Discussion in 'General Parenting' started by SJB, Apr 11, 2010.

  1. SJB

    SJB Guest

    Hello, it's been a while since I posted here. At the time I was in the middle of major drama starring my difficult child now 16. She had managed to steal a credit card of mine and charge around $600 of junk online. When I discovered it she got violent and I called the police. That started 6 month worth of hearings, community service, two twice-weekly classes (teen life skills and anger management) blah blah blah. Plus court ordered counseling. As if we hadn't tried that before.
    She "finished" this intervention in January.
    Last week I discovered she managed to locate a credit card--I'm guessing intercepted the mail--and charged up almost $1200 in clothes, cosmetics, shoes, manicures...god only knows what else. How did I find this out? I tried to use that charge account to make an online payment and was told that account was suspended for "suspicious activity". I found the credit card in her wallet. It was a Chase visa that had no signature on the back and still had the yellow "you must call to activate" sticker on the front! What the hell kind of store accepts a credit card like that! Quite well known reputable ones, it turns out. Hollister, Vans, CVS, a local nail salon and several fast food outlets. WTF??????
    What I should do is file a police report.
    But I am afraid, and I know for sure, the only person who'll end up being punished her is ME. AGAIN.
    This "child" has no reasoning skills at all. She's stolen money out of her brother's wallet and intercepted holiday cards with cash in them.
    Her psychiatrist is nonplussed. He nods, smiles and hands my her new scrip for Vyvanse. The psychologist is a bit more clued in, but difficult child goes out of her way to miss her appointments there so progress on getting a new diagnosis is stalled.
    I am beyond my wits end here. I do not have the energy to go through another 6 months like I did the first time I tried to get help by calling the police. I can't take any more time off work to ferry her to appointments and court dates.
    I am calling the Psychiatrist's office tomorrow and making appointment to go see him without her and lay this on the line. What more can I say to him?
  2. smallworld

    smallworld Moderator

    I think you need to ask the psychiatrist whether the diagnosis (ADHD?) might be wrong and whether the medications are making your difficult child worse instead of better. If the psychiatrist can't give you a good answer, you might want to ask whether he can refer you to a colleague who can offer some better help.
  3. Marguerite

    Marguerite Active Member

    What can you do?

    You're already doing a lot, but I have a few more ideas (if you haven't already tried them and had to discard them).

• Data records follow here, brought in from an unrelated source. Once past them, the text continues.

//! Counts a register down to zero while a timer interrupt raises a flag.
//!
//! Run with `cargo run -p sim-core --example countdown`.

use std::sync::atomic::{AtomicBool, Ordering};
use std::sync::Arc;

use half as _;
use proptest as _;
use rstest as _;
#[cfg(feature = "serde")]
use serde as _;
use serde_json as _;
use sim_core::{
    CoreConfig, FixedLengthCycle, InterruptAction, InterruptScheduler, Processor, ProcessorCore,
    Register, RegisterBank, StepError,
};
use thiserror as _;
use tracing as _;

const PC: usize = 3;
const COUNTER: usize = 1;

/// `0x01`: decrement the counter, `0x02`: jump back two instructions unless
/// the counter is zero, `0xFF`: halt.
fn run(core: &mut ProcessorCore<u16>, instruction: u8) -> Result<(), &'static str> {
    let counter = core
        .registers_mut()
        .get_mut(COUNTER)
        .ok_or("missing counter")?;
    match instruction {
        0x01 => counter.decrement(),
        0x02 => {
            if counter.value() != 0 {
                core.rewind_pc(2);
            }
        }
        0xFF => return Err("halt"),
        _ => return Err("illegal instruction"),
    }
    Ok(())
}

fn main() -> Result<(), Box<dyn std::error::Error>> {
    let config = CoreConfig {
        memory_size: 16,
        ..CoreConfig::default()
    };
    let bank = RegisterBank::new(
        [
            Register::zero(),
            Register::new(10),
            Register::new(0),
            Register::new(0),
        ],
        PC,
    )?;
    let mut core = ProcessorCore::with_config(&config, bank);
    core.memory_mut().as_bytes_mut()[..3].copy_from_slice(&[0x01, 0x02, 0xFF]);

    let cycle = FixedLengthCycle::new(core, run);
    let mut machine = InterruptScheduler::with_config(cycle, &config)?;

    let timer_fired = Arc::new(AtomicBool::new(false));
    let flag = Arc::clone(&timer_fired);
    machine.sender().submit(
        InterruptAction::new(5, move || flag.store(true, Ordering::SeqCst))
            .with_description("timer"),
    )?;

    let mut steps = 0_u32;
    let outcome = loop {
        match machine.step() {
            Ok(()) => steps += 1,
            Err(err) => break err,
        }
    };

    let core = machine.inner().core();
    println!(
        "stopped after {steps} steps at pc={:#x}: {outcome}",
        core.pc()
    );
    println!(
        "counter={} timer_fired={}",
        core.registers().get(COUNTER).map_or(0, Register::value),
        timer_fired.load(Ordering::SeqCst)
    );
    assert!(matches!(outcome, StepError::Runner("halt")));
    Ok(())
}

    First - call the credit card people and let them know that the card was used fraudulently, and that it was obviously accepted by stores despite it not being signed and still having the sticker, "call to activate" on it. As far as I can see, the store that accepted the card in this state should be the one to lose out. There are safeguards in place for a reason, and a store that ignores the right procedures should be the one to be out of pocket.

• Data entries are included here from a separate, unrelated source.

//! Client configuration

use std::path::Path;

use serde::{Deserialize, Serialize};

use crate::error::ConfigError;
use crate::preview::DEFAULT_BASELINE_GAP;

/// Default engine URL
pub const DEFAULT_BASE_URL: &str = "http://localhost:5000";

/// Default request timeout in seconds
pub const DEFAULT_TIMEOUT_SECS: u64 = 30;

/// Configuration file looked up in the working directory
pub const DEFAULT_CONFIG_FILE: &str = "policysim.toml";

/// Environment variable overriding the engine URL
pub const ENV_API_URL: &str = "POLICYSIM_API_URL";

/// Environment variable overriding the request timeout
pub const ENV_TIMEOUT_SECS: &str = "POLICYSIM_TIMEOUT_SECS";

/// Engine client configuration
#[derive(Debug, Clone, PartialEq, Serialize, Deserialize)]
#[serde(default)]
pub struct ClientConfig {
    /// Engine base URL, without the `/api` prefix
    pub base_url: String,

    /// Request timeout in seconds
    pub timeout_secs: u64,

    /// Baseline pay gap used by the local preview
    pub baseline_gap: f64,

    /// User agent sent with every request
    pub user_agent: String,
}

impl Default for ClientConfig {
    fn default() -> Self {
        Self {
            base_url: DEFAULT_BASE_URL.to_string(),
            timeout_secs: DEFAULT_TIMEOUT_SECS,
            baseline_gap: DEFAULT_BASELINE_GAP,
            user_agent: format!("{}/{}", crate::NAME, crate::VERSION),
        }
    }
}

impl ClientConfig {
    /// Create a new configuration with default values
    pub fn new() -> Self {
        Self::default()
    }

    /// Set the engine URL
    pub fn with_base_url(mut self, url: impl Into<String>) -> Self {
        self.base_url = url.into();
        self
    }

    /// Set the request timeout
    pub fn with_timeout_secs(mut self, secs: u64) -> Self {
        self.timeout_secs = secs;
        self
    }

    /// Set the preview baseline
    pub fn with_baseline_gap(mut self, gap: f64) -> Self {
        self.baseline_gap = gap;
        self
    }

    /// Parse configuration from TOML text
    pub fn from_toml(content: &str, origin: &str) -> Result<Self, ConfigError> {
        let config: Self = toml::from_str(content).map_err(|source| ConfigError::Parse {
            path: origin.to_string(),
            source,
        })?;
        config.validate()?;
        Ok(config)
    }

    /// Load configuration from a file
    pub fn from_file(path: impl AsRef<Path>) -> Result<Self, ConfigError> {
        let path = path.as_ref();
        let content = std::fs::read_to_string(path).map_err(|source| ConfigError::Read {
            path: path.display().to_string(),
            source,
        })?;
        Self::from_toml(&content, &path.display().to_string())
    }

    /// Load from `path` (or `policysim.toml` when present), then apply
    /// environment overrides. A `.env` file is honored.
    pub fn load(path: Option<&Path>) -> Result<Self, ConfigError> {
        let mut config = match path {
            Some(path) => Self::from_file(path)?,
            None if Path::new(DEFAULT_CONFIG_FILE).is_file() => {
                Self::from_file(DEFAULT_CONFIG_FILE)?
            }
            None => Self::default(),
        };

        if let Ok(path) = dotenvy::dotenv() {
            tracing::debug!("Loaded environment from {}", path.display());
        }
        config.apply_overrides(|key| std::env::var(key).ok())?;
        Ok(config)
    }

    /// Apply `POLICYSIM_*` overrides from a variable lookup
    pub fn apply_overrides<F>(&mut self, lookup: F) -> Result<(), ConfigError>
    where
        F: Fn(&str) -> Option<String>,
    {
        if let Some(url) = lookup(ENV_API_URL) {
            self.base_url = url;
        }
        if let Some(raw) = lookup(ENV_TIMEOUT_SECS) {
            self.timeout_secs = raw.trim().parse().map_err(|_| ConfigError::InvalidValue {
                key: ENV_TIMEOUT_SECS.to_string(),
                reason: format!("expected whole seconds, got {raw:?}"),
            })?;
        }
        self.validate()
    }

    /// Check every value
    pub fn validate(&self) -> Result<(), ConfigError> {
        let url = self.base_url.trim();
        if !(url.starts_with("http://") || url.starts_with("https://")) {
            return Err(ConfigError::InvalidValue {
                key: "base_url".to_string(),
                reason: format!("expected an http(s) URL, got {:?}", self.base_url),
            });
        }
        if self.timeout_secs == 0 {
            return Err(ConfigError::InvalidValue {
                key: "timeout_secs".to_string(),
                reason: "must be at least 1".to_string(),
            });
        }
        if !self.baseline_gap.is_finite() || self.baseline_gap < 0.0 {
            return Err(ConfigError::InvalidValue {
                key: "baseline_gap".to_string(),
                reason: format!("expected a non-negative percentage, got {}", self.baseline_gap),
            });
        }
        Ok(())
    }

    /// Full URL of an engine endpoint
    pub fn endpoint(&self, path: &str) -> String {
        format!(
            "{}/{}",
            self.base_url.trim().trim_end_matches('/'),
            path.trim_start_matches('/')
        )
    }
}

#[cfg(test)]
mod tests {
    use super::*;
    use std::collections::HashMap;
    use std::io::Write;

    #[test]
    fn test_default_config() {
        let config = ClientConfig::default();
        assert_eq!(config.base_url, DEFAULT_BASE_URL);
        assert_eq!(config.timeout_secs, 30);
        assert_eq!(config.baseline_gap, 23.0);
        assert!(config.user_agent.starts_with("policysim-core/"));
        assert!(config.validate().is_ok());
    }

    #[test]
    fn test_config_builder() {
        let config = ClientConfig::new()
            .with_base_url("https://engine.example.org/")
            .with_timeout_secs(5)
            .with_baseline_gap(18.5);
        assert_eq!(config.timeout_secs, 5);
        assert_eq!(config.baseline_gap, 18.5);
        assert_eq!(
            config.endpoint("/api/simulate"),
            "https://engine.example.org/api/simulate"
        );
    }

    #[test]
    fn test_partial_toml_keeps_defaults() {
        let config = ClientConfig::from_toml("timeout_secs = 10\n", "inline").unwrap();
        assert_eq!(config.timeout_secs, 10);
        assert_eq!(config.base_url, DEFAULT_BASE_URL);
    }

    #[test]
    fn test_from_file() {
        let mut file = tempfile::NamedTempFile::new().unwrap();
        writeln!(file, "base_url = \"http://10.0.0.2:5000\"").unwrap();
        writeln!(file, "baseline_gap = 20.0").unwrap();

        let config = ClientConfig::from_file(file.path()).unwrap();
        assert_eq!(config.base_url, "http://10.0.0.2:5000");
        assert_eq!(config.baseline_gap, 20.0);
    }

    #[test]
    fn test_missing_file_and_bad_toml() {
        assert!(matches!(
            ClientConfig::from_file("/nonexistent/policysim.toml"),
            Err(ConfigError::Read { .. })
        ));
        assert!(matches!(
            ClientConfig::from_toml("timeout_secs = \"soon\"", "inline"),
            Err(ConfigError::Parse { .. })
        ));
    }

    #[test]
    fn test_overrides() {
        let vars: HashMap<&str, &str> = [
            (ENV_API_URL, "https://sim.example.org"),
            (ENV_TIMEOUT_SECS, " 12 "),
        ]
        .into_iter()
        .collect();

        let mut config = ClientConfig::default();
        config
            .apply_overrides(|key| vars.get(key).map(|v| v.to_string()))
            .unwrap();
        assert_eq!(config.base_url, "https://sim.example.org");
        assert_eq!(config.timeout_secs, 12);
    }

    #[test]
    fn test_invalid_overrides() {
        let mut config = ClientConfig::default();
        let err = config
            .apply_overrides(|key| (key == ENV_TIMEOUT_SECS).then(|| "fast".to_string()))
            .unwrap_err();
        assert!(matches!(err, ConfigError::InvalidValue { ref key, .. } if key == ENV_TIMEOUT_SECS));

        let mut config = ClientConfig::default();
        let err = config
            .apply_overrides(|key| (key == ENV_API_URL).then(|| "localhost:5000".to_string()))
            .unwrap_err();
        assert!(matches!(err, ConfigError::InvalidValue { ref key, .. } if key == "base_url"));
    }
}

    Second - arrange for ALL future credit cards to be left for you at the bank for collection. Have it written in that you will show your ID and sign the card in front of a teller. And that the card is not to be issued to you without these conditions, or you will not be held responsible for any purchases. Discuss this with the bank first, then confirm it in writing, in some way that there is an obvious paper trail. Registered mail, or email these days I think should suffice. Alternatively - get a PO box at least for bank correspondence, and do not let your daughter collect the mail for you.

    Third - get a picture of your daughter on a sheet of paper with her name and other identifying details, take it around the stores she uses and give them a copy. Only give them information that is Public Domain (such as her criminal record and past community service for this sort of thing). Make it clear - they are not to give her credit in any way. Preferably they should ban her and call you if she attempts to purchase anything, because chances are, it will be with stolen money or stolen credit, and it WILL come back to bite them - banning her will be less trouble for them and less expense. If you can't do this legally, then don't. But you need to go to these lengths.

    As for what to say to the psychiatrist - tell hem you're frustrated, fed up and if she keeps this up, you won't be able to afford to pay him so he'd better get his finger out and think of something, or he's lost her as a patient because you will have to cancel your health insurance because you have your daughter's out of control fraudulent spending to pay for.

    See if THAT pushes his buttons.

  4. SJB

    SJB Guest

    I did just this today and I agree with you that if the merchant was that blatantly negligent in following basic security I can't feel bad that they're on the hook for this. I am going to change my mailing address for my bank cards to my office address. The idea of taking a photo to the stores is interesting, and I'll think about that too..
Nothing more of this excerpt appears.